Commencing with Group 1, we identified 23 individual papers with a mean coverage of 6.64 and a GCS of 7.48. It is to be underlined the certain papers, such as Li's (2023) paper on gastroenterology and ChatGTP was so prevalent that it was included in multiple clusters of themes. This group included two papers that we were not able to access in full-text version and they were not included in the discussion (%validity = 91.3). (Table 3)
Papers Included in the Risks, Ethics, and Challenges Group (Only First Author Mentioned) (Group 1) (Own Edit).
Group 2, which is titled Practical Applications and ChatGPT as a Research Assistant consisted of 8 documents. Both the mean coverage (9.125) and the mean GCS (10.125) were higher than in Group 1. We were able to access 7 out of 8 papers in full version (%validity = 88). (Table 4)
Papers Included in the Practical Applications and ChatGPT as a Research Assistant Group (Only First Author Mentioned) (Group 2) (Own Edit).
Group 3, consisting of 4 smaller clusters is titled Innovation and Scholarly Integration, and includes papers on the proficiency of AI chatbots (Lozić & Štular, 2023), stylistic features, and a segment on educational purposes which are closely related to innovative ways of transforming writing with ChatGPT (see Zhao et al., 2024).

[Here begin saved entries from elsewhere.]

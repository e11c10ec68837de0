//! Decoded response payloads.

use std::any::Any;
use std::fmt;

use bytes::Bytes;

/// A decoded value of a type only known at runtime.
pub struct AnyRecord {
    type_name: &'static str,
    value: Box<dyn Any + Send>,
}

impl AnyRecord {
    /// Wraps a decoded value.
    pub fn new<T: Any + Send>(value: T) -> Self {
        Self {
            type_name: std::any::type_name::<T>(),
            value: Box::new(value),
        }
    }

    /// Rust type name of the wrapped value.
    pub fn type_name(&self) -> &'static str {
        self.type_name
    }

    /// Returns `true` if the wrapped value is a `T`.
    pub fn is<T: Any>(&self) -> bool {
        self.value.is::<T>()
    }

    /// Borrows the wrapped value as `T`.
    pub fn downcast_ref<T: Any>(&self) -> Option<&T> {
        self.value.downcast_ref()
    }

    /// Takes the wrapped value as `T`, or returns `self` unchanged.
    pub fn downcast<T: Any>(self) -> Result<T, Self> {
        let type_name = self.type_name;
        self.value
            .downcast::<T>()
            .map(|value| *value)
            .map_err(|value| Self { type_name, value })
    }
}

impl fmt::Debug for AnyRecord {
    fn fmt(&self, f: &mut fmt::Formatter<'_>) -> fmt::Result {
        f.debug_struct("AnyRecord")
            .field("type_name", &self.type_name)
            .finish_non_exhaustive()
    }
}

/// Body placed on the outbound message when a call completes.
#[derive(Debug, Default)]
pub enum Payload {
    /// The operation has no response, or the backend returned none.
    #[default]
    Empty,
    /// Undecoded response bytes.
    Stream(Bytes),
    /// One decoded value.
    Record(AnyRecord),
    /// A decoded list.
    Records(Vec<AnyRecord>),
}

impl Payload {
    /// Returns `true` for [`Payload::Empty`].
    pub fn is_empty(&self) -> bool {
        matches!(self, Self::Empty)
    }

    /// The raw stream, if the payload was passed through undecoded.
    pub fn as_stream(&self) -> Option<&Bytes> {
        match self {
            Self::Stream(bytes) => Some(bytes),
            _ => None,
        }
    }

    /// Borrows a single decoded value as `T`.
    pub fn record<T: Any>(&self) -> Option<&T> {
        match self {
            Self::Record(record) => record.downcast_ref(),
            _ => None,
        }
    }

    /// Takes a single decoded value as `T`.
    pub fn into_record<T: Any>(self) -> Option<T> {
        match self {
            Self::Record(record) => record.downcast().ok(),
            _ => None,
        }
    }

    /// Takes a decoded list as `Vec<T>`; `None` if any element is not a `T`.
    pub fn into_records<T: Any>(self) -> Option<Vec<T>> {
        match self {
            Self::Records(records) => records
                .into_iter()
                .map(|record| record.downcast().ok())
                .collect(),
            _ => None,
        }
    }
}

#[cfg(test)]
mod tests {
    use super::*;

    #[test]
    fn records_downcast_to_their_own_type_only() {
        let payload = Payload::Record(AnyRecord::new(42_u32));
        assert_eq!(payload.record::<u32>(), Some(&42));
        assert_eq!(payload.record::<i64>(), None);
        assert_eq!(payload.into_record::<u32>(), Some(42));
    }

    #[test]
    fn failed_downcast_returns_the_record() {
        let record = AnyRecord::new("text".to_owned());
        let record = record.downcast::<u8>().expect_err("wrong type");
        assert!(record.is::<String>());
        assert!(record.type_name().contains("String"));
    }

    #[test]
    fn lists_downcast_element_wise() {
        let payload = Payload::Records(vec![AnyRecord::new(1_u8), AnyRecord::new(2_u8)]);
        assert_eq!(payload.into_records::<u8>(), Some(vec![1, 2]));

        let mixed = Payload::Records(vec![AnyRecord::new(1_u8), AnyRecord::new("x")]);
        assert_eq!(mixed.into_records::<u8>(), None);
    }
}
pub(super) fn get_blob_field(prep: &mut Preparation<'_>) -> Result<Prepared> {
    let field: String = prep.required(SOBJECT_BLOB_FIELD_NAME, Ignore)?;
    let (name, id) = match prep.sobject() {
        Some(object) => {
            let id = id_of(&object)?;
            prep.capture_id(&object);
            (object_name_of(&object), id)
        }
        None => (
            prep.required::<String>(SOBJECT_NAME, Ignore)?,
            prep.required::<String>(SOBJECT_ID, Use)?,
        ),
    };

    Ok(Prepared::call(BackendCall::GetBlobField {
        object: object_name(name)?,
        id: record_id(id)?,
        field,
    })
    .expecting(prep.raw()))
}

pub(super) fn query(prep: &mut Preparation<'_>) -> Result<Prepared> {
    let soql = prep.required(SOBJECT_QUERY, Use)?;
    let response = prep.response_class()?;
    Ok(Prepared::call(BackendCall::Query { soql }).expecting(response))
}

/// The continuation locator travels in the query parameter.
pub(super) fn query_more(prep: &mut Preparation<'_>) -> Result<Prepared> {
    let next_records_url = prep.required(SOBJECT_QUERY, Use)?;
    let response = prep.response_class()?;
    Ok(Prepared::call(BackendCall::QueryMore { next_records_url }).expecting(response))
}

pub(super) fn query_all(prep: &mut Preparation<'_>) -> Result<Prepared> {
    let soql = prep.required(SOBJECT_QUERY, Use)?;
    let response = prep.response_class()?;
    Ok(Prepared::call(BackendCall::QueryAll { soql }).expecting(response))
}

pub(super) fn search(prep: &mut Preparation<'_>) -> Result<Prepared> {
    let sosl = prep.required(SOBJECT_SEARCH, Use)?;
    Ok(Prepared::call(BackendCall::Search { sosl }).expecting(prep.document()))
}

pub(super) fn apex_call(prep: &mut Preparation<'_>) -> Result<Prepared> {
    let template: String = prep.required(APEX_URL, Ignore)?;
    let url = expand_url_template(&template, |name| prep.message().header(name))?;
    let method = match prep.optional::<String>(APEX_METHOD, Ignore)? {
        Some(method) => http_method(APEX_METHOD, &method)?,
        None => {
            debug!(url = %url, "APEX call method defaults to GET");
            "GET".to_owned()
        }
    };
    let query = apex_query_params(prep);

    let response = match prep.optional::<String>(SOBJECT_NAME, Ignore)? {
        Some(name) => prep.registered(&name)?,
        None => prep.raw(),
    };

    // A map body supplies query parameters instead of a request body.
    let body = match prep.message().body() {
        body if body.is_empty() || matches!(body.as_value(), Some(Value::Object(_))) => None,
        _ => Some(prep.encode_body("request")?),
    };

    Ok(Prepared::call(BackendCall::ApexCall { method, url, query })
        .with_optional_body(body)
        .expecting(response))
}
//! Rendering decoded payloads for the terminal.

use anyhow::{bail, Context};
use dispatch::bulk::{BatchInfo, JobInfo};
use dispatch::{AnyRecord, Payload};
use serde_json::Value;

/// Renders a payload; `None` when there is nothing to print.
///
/// Documents are pretty-printed JSON. Streams are printed as UTF-8 text.
pub(crate) fn render(payload: Payload) -> anyhow::Result<Option<String>> {
    let document = match payload {
        Payload::Empty => return Ok(None),
        Payload::Stream(bytes) => {
            let text = String::from_utf8(bytes.to_vec()).context("response is not UTF-8 text")?;
            return Ok(Some(text));
        }
        Payload::Record(record) => to_document(record)?,
        Payload::Records(records) => Value::Array(
            records
                .into_iter()
                .map(to_document)
                .collect::<anyhow::Result<_>>()?,
        ),
    };
    Ok(Some(serde_json::to_string_pretty(&document)?))
}

fn to_document(record: AnyRecord) -> anyhow::Result<Value> {
    let record = match record.downcast::<Value>() {
        Ok(value) => return Ok(value),
        Err(record) => record,
    };
    let record = match record.downcast::<JobInfo>() {
        Ok(job) => return Ok(serde_json::to_value(job)?),
        Err(record) => record,
    };
    let record = match record.downcast::<BatchInfo>() {
        Ok(batch) => return Ok(serde_json::to_value(batch)?),
        Err(record) => record,
    };
    match record.downcast::<String>() {
        Ok(text) => Ok(Value::String(text)),
        Err(record) => bail!("cannot render a {}", record.type_name()),
    }
}
//! Inbound and outbound message shapes.
//!
//! A [`Message`] is what the caller hands to the dispatcher: named headers
//! holding typed values, a [`Body`], and a property bag for call-scoped
//! metadata. Headers carry parameters with the highest precedence, so their
//! values keep their JSON type and are never coerced.

use std::any::Any;
use std::borrow::Cow;
use std::collections::BTreeMap;
use std::fmt;

use bytes::Bytes;
use serde_json::Value;

use crate::sobject::{share, SObject, SharedSObject};

/// Header or property map keyed by name.
pub type Headers = BTreeMap<String, Value>;

/// Message property naming the XML root element to expect in the response.
pub const RESPONSE_ALIAS: &str = "responseAlias";

// ---------------------------------------------------------------------------
// Body
// ---------------------------------------------------------------------------

/// Payload carried by an inbound message.
pub enum Body {
    /// No body.
    Empty,
    /// Raw bytes, sent to the backend unmodified.
    Bytes(Bytes),
    /// Text, used as a parameter fallback or sent as UTF-8.
    Text(String),
    /// A structured document (JSON-shaped).
    Value(Value),
    /// A domain record shared with the caller.
    SObject(SharedSObject),
    /// Any other value; carried through but never encodable.
    Opaque(OpaqueBody),
}

/// A body of a type the engine has no conversion for.
pub struct OpaqueBody {
    type_name: &'static str,
    value: Box<dyn Any + Send>,
}

impl OpaqueBody {
    /// Runtime type name of the wrapped value.
    pub fn type_name(&self) -> &'static str {
        self.type_name
    }

    /// Borrows the wrapped value as `T`.
    pub fn downcast_ref<T: Any>(&self) -> Option<&T> {
        self.value.downcast_ref()
    }
}

impl Body {
    /// Wraps a domain record.
    pub fn sobject<T: SObject>(object: T) -> Self {
        Self::SObject(share(object))
    }

    /// Wraps a value of an arbitrary type.
    pub fn opaque<T: Any + Send>(value: T) -> Self {
        Self::Opaque(OpaqueBody {
            type_name: std::any::type_name::<T>(),
            value: Box::new(value),
        })
    }

    /// Name of the body's runtime type, used in error messages.
    pub fn type_name(&self) -> &'static str {
        match self {
            Self::Empty => "empty",
            Self::Bytes(_) => "bytes",
            Self::Text(_) => "text",
            Self::Value(_) => "document",
            Self::SObject(_) => "sobject",
            Self::Opaque(opaque) => opaque.type_name,
        }
    }

    /// Returns `true` for [`Body::Empty`].
    pub fn is_empty(&self) -> bool {
        matches!(self, Self::Empty)
    }

    /// The shared record, if the body is one.
    pub fn as_sobject(&self) -> Option<&SharedSObject> {
        match self {
            Self::SObject(object) => Some(object),
            _ => None,
        }
    }

    /// Text view of the body: text, a string document, or UTF-8 bytes.
    pub fn as_text(&self) -> Option<Cow<'_, str>> {
        match self {
            Self::Text(text) => Some(Cow::Borrowed(text)),
            Self::Value(Value::String(text)) => Some(Cow::Borrowed(text)),
            Self::Bytes(bytes) => std::str::from_utf8(bytes).ok().map(Cow::Borrowed),
            _ => None,
        }
    }

    /// Document view of the body.
    pub fn as_value(&self) -> Option<&Value> {
        match self {
            Self::Value(value) => Some(value),
            _ => None,
        }
    }
}

impl fmt::Debug for Body {
    fn fmt(&self, f: &mut fmt::Formatter<'_>) -> fmt::Result {
        match self {
            Self::Empty => f.write_str("Empty"),
            Self::Bytes(bytes) => f.debug_tuple("Bytes").field(&bytes.len()).finish(),
            Self::Text(text) => f.debug_tuple("Text").field(text).finish(),
            Self::Value(value) => f.debug_tuple("Value").field(value).finish(),
            Self::SObject(object) => f.debug_tuple("SObject").field(object).finish(),
            Self::Opaque(opaque) => f.debug_tuple("Opaque").field(&opaque.type_name).finish(),
        }
    }
}

impl Default for Body {
    fn default() -> Self {
        Self::Empty
    }
}

impl From<&str> for Body {
    fn from(text: &str) -> Self {
        Self::Text(text.to_owned())
    }
}

impl From<String> for Body {
    fn from(text: String) -> Self {
        Self::Text(text)
    }
}

impl From<Value> for Body {
    fn from(value: Value) -> Self {
        Self::Value(value)
    }
}

impl From<Bytes> for Body {
    fn from(bytes: Bytes) -> Self {
        Self::Bytes(bytes)
    }
}

// ---------------------------------------------------------------------------
// Message
// ---------------------------------------------------------------------------

/// Inbound message handed to `Dispatcher::process`.
#[derive(Debug, Default)]
pub struct Message {
    headers: Headers,
    body: Body,
    properties: Headers,
}

impl Message {
    /// Creates an empty message.
    pub fn new() -> Self {
        Self::default()
    }

    /// Adds a header.
    #[must_use]
    pub fn with_header(mut self, name: impl Into<String>, value: impl Into<Value>) -> Self {
        self.headers.insert(name.into(), value.into());
        self
    }

    /// Replaces the body.
    #[must_use]
    pub fn with_body(mut self, body: impl Into<Body>) -> Self {
        self.body = body.into();
        self
    }

    /// Adds a call-scoped property.
    #[must_use]
    pub fn with_property(mut self, name: impl Into<String>, value: impl Into<Value>) -> Self {
        self.properties.insert(name.into(), value.into());
        self
    }

    /// Looks up a header by exact name.
    pub fn header(&self, name: &str) -> Option<&Value> {
        self.headers.get(name)
    }

    /// All headers.
    pub fn headers(&self) -> &Headers {
        &self.headers
    }

    /// Mutable access to the headers.
    pub fn headers_mut(&mut self) -> &mut Headers {
        &mut self.headers
    }

    /// The body.
    pub fn body(&self) -> &Body {
        &self.body
    }

    /// Replaces the body in place.
    pub fn set_body(&mut self, body: impl Into<Body>) {
        self.body = body.into();
    }

    /// Looks up a property.
    pub fn property(&self, name: &str) -> Option<&Value> {
        self.properties.get(name)
    }
}

#[cfg(test)]
mod tests {
    use super::*;

    #[test]
    fn text_view_covers_text_string_documents_and_utf8_bytes() {
        assert_eq!(Body::from("abc").as_text().as_deref(), Some("abc"));
        assert_eq!(
            Body::from(Value::from("def")).as_text().as_deref(),
            Some("def")
        );
        assert_eq!(
            Body::from(Bytes::from_static(b"ghi")).as_text().as_deref(),
            Some("ghi")
        );
        assert!(Body::from(Value::from(3)).as_text().is_none());
        assert!(Body::Empty.as_text().is_none());
    }

    #[test]
    fn opaque_bodies_report_their_type() {
        struct Widget;
        let body = Body::opaque(Widget);
        assert!(body.type_name().ends_with("Widget"));
    }

    #[test]
    fn builder_collects_headers_and_properties() {
        let message = Message::new()
            .with_header("sObjectName", "Account")
            .with_property(RESPONSE_ALIAS, "Account")
            .with_body("001xx");

        assert_eq!(message.header("sObjectName"), Some(&Value::from("Account")));
        assert_eq!(message.property(RESPONSE_ALIAS), Some(&Value::from("Account")));
        assert_eq!(message.body().as_text().as_deref(), Some("001xx"));
    }
}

This group consisted is of 8 papers and had the both the highest mean Coverage (18.9) and mean GCS (12.5). Only one paper was inaccessible and, therefore, not included in the discussion (%validity = 87.5). (Table 5)
Papers Included in the Innovation and Scholarly Integration Group (Only First Author Mentioned) (Group 3) (Own Edit).
Discussion
The findings of our study reveal a rich but also rather fragmented discourse around ChatGPT in academic writing. The fragmentation emerges partly from ChatGPT's practical potential and ethical complexity but also from the different sectoral angles on the issue of implementing such tools in Academia. Having applied a DCA, we were able to identify three major thematic groups: (1) risks, ethics, and challenges; (2) practical applications and the role of ChatGPT as a research assistant; and (3) innovation and scholarly integration. These groupings were chosen based on descriptive findings stemming from citation frequency and also because they reflect the most salient tensions and controversial issues in the academic discourse: the growing concerns over integrity and authorship, the rapid adoption of ChatGPT as a functional tool, and its potential to reshape scholarly writing and education. The present discussion synthesizes these clusters to articulate broader implications for academic practice, institutional policy, and future research, moving beyond descriptive analysis to offer a critical assessment of where the field is heading.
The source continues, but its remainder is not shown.